No sé si habréis reflexionado mucho esta pasada noche sobre a quién votar. La campaña electoral ha supuesto un empacho emocional –no tanto ideológico— que ha dejado fritos a dudosos e indecisos. Quién se haya acostado soñando con la jeta de algún candidato habrá pasado de la pesadilla a la fantasía inconfesable a lo largo del ciclo onírico.
Al despertar, si todavía no tiene claro el voto y el dinosaurio de la duda sigue allí, hará malabarismos mentales entre una botella de champagne, un zumo de remolacha o un Bloody Mary, para sentirse un libre pensador de la Atenas de Pericles; y marchará tambaleándose a la mesa del colegio donde depositará el voto que le permite creer que puede cambiar las cosas a mejor o a menos malo, como aseguran que es la virtud del sistema democrático.

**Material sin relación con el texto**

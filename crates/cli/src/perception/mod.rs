//! Built-in perception: a color-marker detector described by a JSON asset,
//! plus the post-filter every adapter's output goes through.

mod asset;
mod filter;
mod marker;

pub use asset::{load_asset, resolve_asset, MarkerAsset, MarkerSpec};
pub use filter::{Filtered, PostFilter};
pub use marker::MarkerDetector;

use contracts::PerceptionConfig;
use tracing::info;

/// Resolve the asset and build the filtered detector
pub fn build_detector(
    config: &PerceptionConfig,
) -> Result<Filtered<MarkerDetector>, contracts::ContractError> {
    let (path, asset) = resolve_asset(config)?;
    info!(
        asset = %path.display(),
        name = %asset.name,
        markers = asset.markers.len(),
        "perception asset loaded"
    );
    Ok(Filtered::new(
        MarkerDetector::new(asset),
        PostFilter::from_config(config),
    ))
}
//! Transport error types

use contracts::ContractError;
use thiserror::Error;

/// Transport-specific errors
#[derive(Debug, Error)]
pub enum TransportError {
    /// Endpoint could not be parsed or resolved
    #[error("invalid endpoint '{endpoint}': {message}")]
    InvalidEndpoint { endpoint: String, message: String },

    /// Send did not complete within the deadline
    #[error("send to '{sink_name}' timed out")]
    Timeout { sink_name: String },

    /// Sink already closed
    #[error("sink '{sink_name}' is closed")]
    Closed { sink_name: String },

    /// IO error
    #[error("io error: {0}")]
    Io(#[from] std::io::Error),
}

impl TransportError {
    pub fn invalid_endpoint(endpoint: impl Into<String>, message: impl Into<String>) -> Self {
        Self::InvalidEndpoint {
            endpoint: endpoint.into(),
            message: message.into(),
        }
    }
}

impl From<TransportError> for ContractError {
    fn from(err: TransportError) -> Self {
        match err {
            TransportError::InvalidEndpoint { ref endpoint, .. } => ContractError::SinkConnection {
                sink_name: endpoint.clone(),
                message: err.to_string(),
            },
            TransportError::Timeout { ref sink_name }
            | TransportError::Closed { ref sink_name } => {
                ContractError::sink_send(sink_name.clone(), err.to_string())
            }
            TransportError::Io(e) => ContractError::Io(e),
        }
    }
}
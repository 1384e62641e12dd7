//! Synthetic Loop Demo
//!
//! Runs the whole frame-to-correction loop in one process: a mock producer
//! publishes a moving figure into a temporary region, the control loop tracks
//! it, and a local UDP receiver prints the decoded correction packets.
//!
//! Run with: cargo run --bin synthetic_loop [config.toml]

use std::sync::atomic::AtomicBool;
use std::sync::Arc;
use std::time::Duration;

use config_loader::ConfigLoader;
use contracts::{CorrectionPacket, MonotonicClock, TrackerBlueprint};
use frame_channel::{FrameChannel, FrameWriter, MockProducer, MockProducerConfig};
use observability::{Diagnostics, LogFormat, ObservabilityConfig};
use tokio::net::UdpSocket;
use tracker::Tracker;
use trackloop_cli::perception::build_detector;
use trackloop_cli::pipeline::{ControlLoop, LoopContext, LoopLimits, TokioScheduler};
use transport::{TelemetryTransport, UdpSink};

#[tokio::main(flavor = "current_thread")]
async fn main() -> Result<(), Box<dyn std::error::Error>> {
    observability::init_with_config(ObservabilityConfig {
        log_format: LogFormat::Compact,
        ..Default::default()
    })?;

    tracing::info!("Starting Synthetic Loop Demo");

    // ==== Stage 1: Use default config or load from file ====
    let mut blueprint = if let Some(path) = std::env::args().nth(1) {
        tracing::info!(path = %path, "Loading blueprint config");
        ConfigLoader::load_from_path(std::path::Path::new(&path))?
    } else {
        TrackerBlueprint::default()
    };
    if !blueprint.perception.asset.exists() {
        blueprint.perception.asset = "assets/markers.json".into();
    }

    // ==== Stage 2: Region + producer ====
    let dir = tempfile::tempdir()?;
    blueprint.region.path = dir.path().join("region");
    let writer = FrameWriter::create(&blueprint.region.path, blueprint.region.max_roi)?;
    let producer = MockProducer::new(MockProducerConfig {
        width: blueprint.region.max_roi,
        height: blueprint.region.max_roi,
        fps: 60.0,
        ..Default::default()
    });
    let producer_handle = producer.start(writer);
    tracing::info!(region = %blueprint.region.path.display(), "Mock producer started");

    // ==== Stage 3: Local actuation endpoint ====
    let receiver = UdpSocket::bind("127.0.0.1:0").await?;
    let target = receiver.local_addr()?;
    let receiver_handle = tokio::spawn(async move {
        let mut buf = [0u8; 64];
        let mut received = 0u64;
        while let Ok(n) = receiver.recv(&mut buf).await {
            match CorrectionPacket::decode(&buf[..n]) {
                Ok(packet) => {
                    received += 1;
                    if packet.dx != 0.0 || packet.dy != 0.0 || !packet.has_target {
                        tracing::info!(
                            frame_id = packet.frame_id,
                            has_target = packet.has_target,
                            dx = packet.dx,
                            dy = packet.dy,
                            "Correction received"
                        );
                    }
                }
                Err(e) => tracing::warn!(error = %e, "Bad packet"),
            }
        }
        received
    });

    // ==== Stage 4: Control loop ====
    let sink = UdpSink::connect_addr("demo", target).await?;
    let context = LoopContext::new(
        TelemetryTransport::new(sink, blueprint.transport.error_log_interval()),
        Diagnostics::new(
            &contracts::DiagnosticsConfig {
                enabled: true,
                interval_ms: 1000,
            },
            MonotonicClock::new(),
        ),
        blueprint.transport.error_log_interval(),
    );
    let mut control = ControlLoop::new(
        FrameChannel::open(&blueprint.region),
        build_detector(&blueprint.perception)?,
        Tracker::from_blueprint(&blueprint)?,
        context,
        TokioScheduler::new(),
        blueprint.runtime.poll_interval(),
    )
    .with_limits(LoopLimits {
        max_frames: Some(300),
        timeout: Some(Duration::from_secs(15)),
    });

    let stop = Arc::new(AtomicBool::new(false));
    let exit = control.run(&stop).await;
    let stats = control.shutdown().await;

    // ==== Stage 5: Teardown ====
    producer.stop();
    if producer_handle.join().is_err() {
        tracing::warn!("Producer thread panicked");
    }
    tokio::time::sleep(Duration::from_millis(50)).await;
    receiver_handle.abort();

    tracing::info!(exit = ?exit, published = producer.published(), "Demo finished");
    stats.print_summary();

    Ok(())
}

Los cínicos de la escuela de Diógenes posiblemente votarán en blanco, con la sola ilusión de que, sea quien sea el ganador, les dejen seguir tomando el sol. Tanto los creyentes emocionados como los vulgares mercenarios que se casan con un partido o un candidato en cuestión, votarán convencidos y harán proselitismo en la cola. Los hay que votarán con la cabeza, con el bolsillo, con la bragueta o con el corazón, según sea su orden moral o expectativas ondulantes. Pero los dudosos que todavía no saben qué hacer, llevarán más de una papeleta en la mano temblante y, una vez ante la urna, esperarán la súbita iluminación que guíe su disputadísimo voto.
Naturalmente que hay mucho en juego y una alta participación garantiza que luego se exija más a los que mandan. Ojalá que los indecisos acierten y España gane.